START DATA FOR ANALYSIS

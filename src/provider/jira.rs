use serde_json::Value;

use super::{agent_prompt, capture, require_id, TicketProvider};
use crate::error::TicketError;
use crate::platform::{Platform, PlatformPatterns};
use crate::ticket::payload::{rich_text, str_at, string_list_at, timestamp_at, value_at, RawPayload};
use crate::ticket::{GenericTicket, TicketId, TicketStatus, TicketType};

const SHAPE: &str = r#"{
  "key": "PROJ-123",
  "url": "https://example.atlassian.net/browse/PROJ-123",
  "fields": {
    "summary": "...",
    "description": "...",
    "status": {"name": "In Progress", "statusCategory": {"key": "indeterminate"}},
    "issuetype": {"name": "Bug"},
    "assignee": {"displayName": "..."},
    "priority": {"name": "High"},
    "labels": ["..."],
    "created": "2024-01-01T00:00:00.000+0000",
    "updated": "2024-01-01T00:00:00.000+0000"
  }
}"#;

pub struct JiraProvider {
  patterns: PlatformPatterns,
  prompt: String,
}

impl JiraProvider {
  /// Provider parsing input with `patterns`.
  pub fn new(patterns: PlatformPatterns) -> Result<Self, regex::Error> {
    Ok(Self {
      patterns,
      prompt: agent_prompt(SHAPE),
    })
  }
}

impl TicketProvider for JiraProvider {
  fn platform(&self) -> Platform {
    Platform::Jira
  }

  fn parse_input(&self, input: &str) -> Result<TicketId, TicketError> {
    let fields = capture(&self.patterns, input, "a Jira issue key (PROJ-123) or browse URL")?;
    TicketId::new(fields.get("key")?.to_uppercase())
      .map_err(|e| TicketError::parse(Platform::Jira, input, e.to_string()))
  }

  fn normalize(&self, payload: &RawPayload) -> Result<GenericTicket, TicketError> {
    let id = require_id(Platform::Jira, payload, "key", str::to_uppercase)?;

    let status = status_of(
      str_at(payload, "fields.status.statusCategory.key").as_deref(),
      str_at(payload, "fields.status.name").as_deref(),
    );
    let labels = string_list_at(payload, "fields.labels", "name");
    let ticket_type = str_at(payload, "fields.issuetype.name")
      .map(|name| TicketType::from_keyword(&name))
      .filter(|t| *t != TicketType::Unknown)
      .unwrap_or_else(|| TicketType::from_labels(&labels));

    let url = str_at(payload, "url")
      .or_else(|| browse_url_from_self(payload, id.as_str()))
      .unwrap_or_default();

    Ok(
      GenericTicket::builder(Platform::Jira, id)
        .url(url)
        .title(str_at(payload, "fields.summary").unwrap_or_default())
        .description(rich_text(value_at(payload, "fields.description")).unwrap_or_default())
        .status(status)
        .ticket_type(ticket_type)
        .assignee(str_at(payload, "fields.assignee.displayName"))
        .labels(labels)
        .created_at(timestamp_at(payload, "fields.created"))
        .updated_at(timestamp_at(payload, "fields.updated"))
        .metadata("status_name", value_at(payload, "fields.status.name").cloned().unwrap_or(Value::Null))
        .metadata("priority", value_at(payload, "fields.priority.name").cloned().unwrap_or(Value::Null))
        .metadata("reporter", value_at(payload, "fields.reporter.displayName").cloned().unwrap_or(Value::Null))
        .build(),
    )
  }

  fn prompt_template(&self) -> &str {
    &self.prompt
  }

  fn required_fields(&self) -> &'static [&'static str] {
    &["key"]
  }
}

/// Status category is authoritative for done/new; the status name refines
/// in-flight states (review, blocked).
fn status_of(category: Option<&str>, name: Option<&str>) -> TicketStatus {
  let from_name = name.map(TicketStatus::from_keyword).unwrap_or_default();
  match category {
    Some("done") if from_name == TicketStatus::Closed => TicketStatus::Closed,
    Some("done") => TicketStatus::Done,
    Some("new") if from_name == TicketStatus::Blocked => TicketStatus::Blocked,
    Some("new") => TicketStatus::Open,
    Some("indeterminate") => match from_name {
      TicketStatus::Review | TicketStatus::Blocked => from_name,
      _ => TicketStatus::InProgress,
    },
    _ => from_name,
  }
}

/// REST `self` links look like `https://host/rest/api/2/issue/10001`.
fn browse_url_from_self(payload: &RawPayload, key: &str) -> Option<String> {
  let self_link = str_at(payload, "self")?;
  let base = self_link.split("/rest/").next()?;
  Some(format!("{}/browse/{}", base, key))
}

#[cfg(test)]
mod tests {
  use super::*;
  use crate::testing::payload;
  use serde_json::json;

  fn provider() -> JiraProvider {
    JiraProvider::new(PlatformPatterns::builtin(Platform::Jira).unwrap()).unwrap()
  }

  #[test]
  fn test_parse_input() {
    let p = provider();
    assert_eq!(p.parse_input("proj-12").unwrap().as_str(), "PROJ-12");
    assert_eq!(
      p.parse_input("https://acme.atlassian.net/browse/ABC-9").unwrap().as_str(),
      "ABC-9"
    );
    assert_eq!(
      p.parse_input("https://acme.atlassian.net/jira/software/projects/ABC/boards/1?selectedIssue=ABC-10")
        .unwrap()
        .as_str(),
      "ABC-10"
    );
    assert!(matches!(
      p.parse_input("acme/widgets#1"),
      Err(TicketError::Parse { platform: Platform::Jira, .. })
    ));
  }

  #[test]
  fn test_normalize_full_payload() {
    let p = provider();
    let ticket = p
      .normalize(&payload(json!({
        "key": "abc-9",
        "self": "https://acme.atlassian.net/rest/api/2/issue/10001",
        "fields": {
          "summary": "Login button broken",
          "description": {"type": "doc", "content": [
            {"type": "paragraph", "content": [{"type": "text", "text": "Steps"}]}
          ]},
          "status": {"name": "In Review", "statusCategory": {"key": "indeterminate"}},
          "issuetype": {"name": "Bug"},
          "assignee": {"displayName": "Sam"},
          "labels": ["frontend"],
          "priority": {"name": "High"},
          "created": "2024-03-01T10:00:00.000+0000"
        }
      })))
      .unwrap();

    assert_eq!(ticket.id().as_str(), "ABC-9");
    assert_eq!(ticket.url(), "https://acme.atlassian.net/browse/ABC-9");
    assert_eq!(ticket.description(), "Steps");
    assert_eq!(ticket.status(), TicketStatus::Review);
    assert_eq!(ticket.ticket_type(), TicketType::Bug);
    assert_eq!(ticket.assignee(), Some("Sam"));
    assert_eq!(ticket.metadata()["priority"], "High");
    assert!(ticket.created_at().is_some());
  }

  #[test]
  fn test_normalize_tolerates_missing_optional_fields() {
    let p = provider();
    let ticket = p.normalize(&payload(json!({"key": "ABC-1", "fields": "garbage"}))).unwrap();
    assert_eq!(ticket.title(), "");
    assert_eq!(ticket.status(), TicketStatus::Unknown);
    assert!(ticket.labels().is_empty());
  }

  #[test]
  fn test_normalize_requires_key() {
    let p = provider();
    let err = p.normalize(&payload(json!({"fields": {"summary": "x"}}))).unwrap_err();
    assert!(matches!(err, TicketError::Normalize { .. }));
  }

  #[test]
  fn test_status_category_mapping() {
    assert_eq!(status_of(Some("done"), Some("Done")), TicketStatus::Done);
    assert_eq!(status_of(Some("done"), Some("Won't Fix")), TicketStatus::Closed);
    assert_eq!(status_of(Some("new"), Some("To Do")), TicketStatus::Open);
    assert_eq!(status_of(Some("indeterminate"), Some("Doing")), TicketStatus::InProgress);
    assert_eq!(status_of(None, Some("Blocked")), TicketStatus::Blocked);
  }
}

END DATA FOR ANALYSIS
START DATA FOR ANALYSIS

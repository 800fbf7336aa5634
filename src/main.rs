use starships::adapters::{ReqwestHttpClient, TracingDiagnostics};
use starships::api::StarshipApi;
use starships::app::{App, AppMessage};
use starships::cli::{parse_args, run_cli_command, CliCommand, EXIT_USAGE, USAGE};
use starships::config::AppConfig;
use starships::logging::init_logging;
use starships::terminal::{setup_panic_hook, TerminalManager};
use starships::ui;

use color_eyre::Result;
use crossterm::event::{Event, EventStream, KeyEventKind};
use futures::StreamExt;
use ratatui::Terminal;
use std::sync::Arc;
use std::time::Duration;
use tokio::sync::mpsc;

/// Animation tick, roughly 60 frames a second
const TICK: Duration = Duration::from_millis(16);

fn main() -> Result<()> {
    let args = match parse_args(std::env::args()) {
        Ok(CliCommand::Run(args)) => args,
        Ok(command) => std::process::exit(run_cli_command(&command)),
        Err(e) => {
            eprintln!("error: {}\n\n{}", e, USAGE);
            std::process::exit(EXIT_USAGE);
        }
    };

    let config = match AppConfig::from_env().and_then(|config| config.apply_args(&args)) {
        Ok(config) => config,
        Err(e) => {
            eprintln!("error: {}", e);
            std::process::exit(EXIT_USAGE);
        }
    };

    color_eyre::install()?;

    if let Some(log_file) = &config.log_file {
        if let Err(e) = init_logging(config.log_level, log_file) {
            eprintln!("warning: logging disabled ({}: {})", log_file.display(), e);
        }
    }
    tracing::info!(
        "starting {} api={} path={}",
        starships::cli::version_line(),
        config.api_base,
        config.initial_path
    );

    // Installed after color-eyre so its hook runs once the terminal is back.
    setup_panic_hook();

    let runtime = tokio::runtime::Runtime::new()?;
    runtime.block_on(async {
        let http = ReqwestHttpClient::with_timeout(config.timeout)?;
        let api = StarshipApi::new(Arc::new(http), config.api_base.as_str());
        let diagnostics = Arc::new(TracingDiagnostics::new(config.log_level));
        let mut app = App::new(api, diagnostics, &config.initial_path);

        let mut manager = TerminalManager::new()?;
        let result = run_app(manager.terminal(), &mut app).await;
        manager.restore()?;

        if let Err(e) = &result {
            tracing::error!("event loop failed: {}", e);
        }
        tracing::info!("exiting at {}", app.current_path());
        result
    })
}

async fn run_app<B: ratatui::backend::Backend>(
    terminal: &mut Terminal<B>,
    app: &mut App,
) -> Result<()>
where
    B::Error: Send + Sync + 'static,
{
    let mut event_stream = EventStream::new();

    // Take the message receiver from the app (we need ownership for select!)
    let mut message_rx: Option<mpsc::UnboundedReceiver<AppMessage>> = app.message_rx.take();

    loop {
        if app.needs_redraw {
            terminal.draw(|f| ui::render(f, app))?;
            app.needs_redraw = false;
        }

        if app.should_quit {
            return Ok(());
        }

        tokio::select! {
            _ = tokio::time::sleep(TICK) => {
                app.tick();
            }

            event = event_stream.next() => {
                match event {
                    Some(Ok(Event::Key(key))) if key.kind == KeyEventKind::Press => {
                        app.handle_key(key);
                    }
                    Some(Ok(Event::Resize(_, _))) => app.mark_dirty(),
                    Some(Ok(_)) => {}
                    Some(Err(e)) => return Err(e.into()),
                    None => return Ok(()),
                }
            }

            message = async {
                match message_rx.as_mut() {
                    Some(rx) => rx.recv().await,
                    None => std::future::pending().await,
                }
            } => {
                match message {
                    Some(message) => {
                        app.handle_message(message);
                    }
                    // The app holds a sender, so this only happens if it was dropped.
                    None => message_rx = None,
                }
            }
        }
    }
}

END DATA FOR ANALYSIS
START DATA FOR ANALYSIS

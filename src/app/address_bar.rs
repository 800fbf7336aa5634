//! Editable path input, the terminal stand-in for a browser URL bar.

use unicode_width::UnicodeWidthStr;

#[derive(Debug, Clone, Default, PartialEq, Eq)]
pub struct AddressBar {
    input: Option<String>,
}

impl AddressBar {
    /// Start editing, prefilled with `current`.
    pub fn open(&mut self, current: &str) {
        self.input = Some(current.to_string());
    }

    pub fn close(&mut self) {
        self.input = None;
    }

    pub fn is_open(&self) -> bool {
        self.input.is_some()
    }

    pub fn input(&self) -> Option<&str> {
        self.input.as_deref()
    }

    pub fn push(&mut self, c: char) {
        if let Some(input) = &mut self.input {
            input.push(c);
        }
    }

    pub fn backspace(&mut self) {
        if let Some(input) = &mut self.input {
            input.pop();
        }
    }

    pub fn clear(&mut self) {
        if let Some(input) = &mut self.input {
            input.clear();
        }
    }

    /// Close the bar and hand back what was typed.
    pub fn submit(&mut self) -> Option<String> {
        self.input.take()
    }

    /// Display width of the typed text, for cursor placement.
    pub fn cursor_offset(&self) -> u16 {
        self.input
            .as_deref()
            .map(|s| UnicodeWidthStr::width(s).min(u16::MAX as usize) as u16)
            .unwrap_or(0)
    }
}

END DATA FOR ANALYSIS

__TASK GOAL__: Read through the lines above and collect those that contain the string "typed".

__ANSWER SECTION__:
    /// Close the bar and hand back what was typed.
    /// Display width of the typed text, for cursor placement.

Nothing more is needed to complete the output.